■ **Instructions to follow**
Look through the data below and, wherever a line carries the word "ToolCommand", please copy that line.

BEGIN Given entries

//! SIGINT handling of the system runner.
//!
//! Lives in its own test binary: the signal is delivered to the whole test
//! process, so it holds a single test.

use pici::{CommandRunner, PiciError, SystemRunner, ToolCommand};
use signal_hook::consts::SIGINT;

fn succeeds(runner: &SystemRunner) -> bool {
    runner.run(&ToolCommand::introspect("true")).is_ok()
}

#[test]
fn sigint_stops_the_wait_and_the_next_command() {
    let runner = SystemRunner::new();
    assert!(succeeds(&runner));

    // Signal arrives while the child is still running.
    let err = runner
        .run(&ToolCommand::mutate("sh").args(["-c", "kill -INT $PPID; sleep 0.2"]))
        .unwrap_err();
    assert!(matches!(err, PiciError::Interrupted), "got {err:?}");

    // Cleared once reported.
    assert!(succeeds(&runner));

    // Signal arrives between two commands: the process survives and the
    // next command is refused instead of silently running.
    signal_hook::low_level::raise(SIGINT).unwrap();
    let err = runner.run(&ToolCommand::mutate("true")).unwrap_err();
    assert!(matches!(err, PiciError::Interrupted), "got {err:?}");

    assert!(succeeds(&runner));
}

END Given entries

■ **Task output**
use pici::{CommandRunner, PiciError, SystemRunner, ToolCommand};
    runner.run(&ToolCommand::introspect("true")).is_ok()
        .run(&ToolCommand::mutate("sh").args(["-c", "kill -INT $PPID; sleep 0.2"]))
    let err = runner.run(&ToolCommand::mutate("true")).unwrap_err();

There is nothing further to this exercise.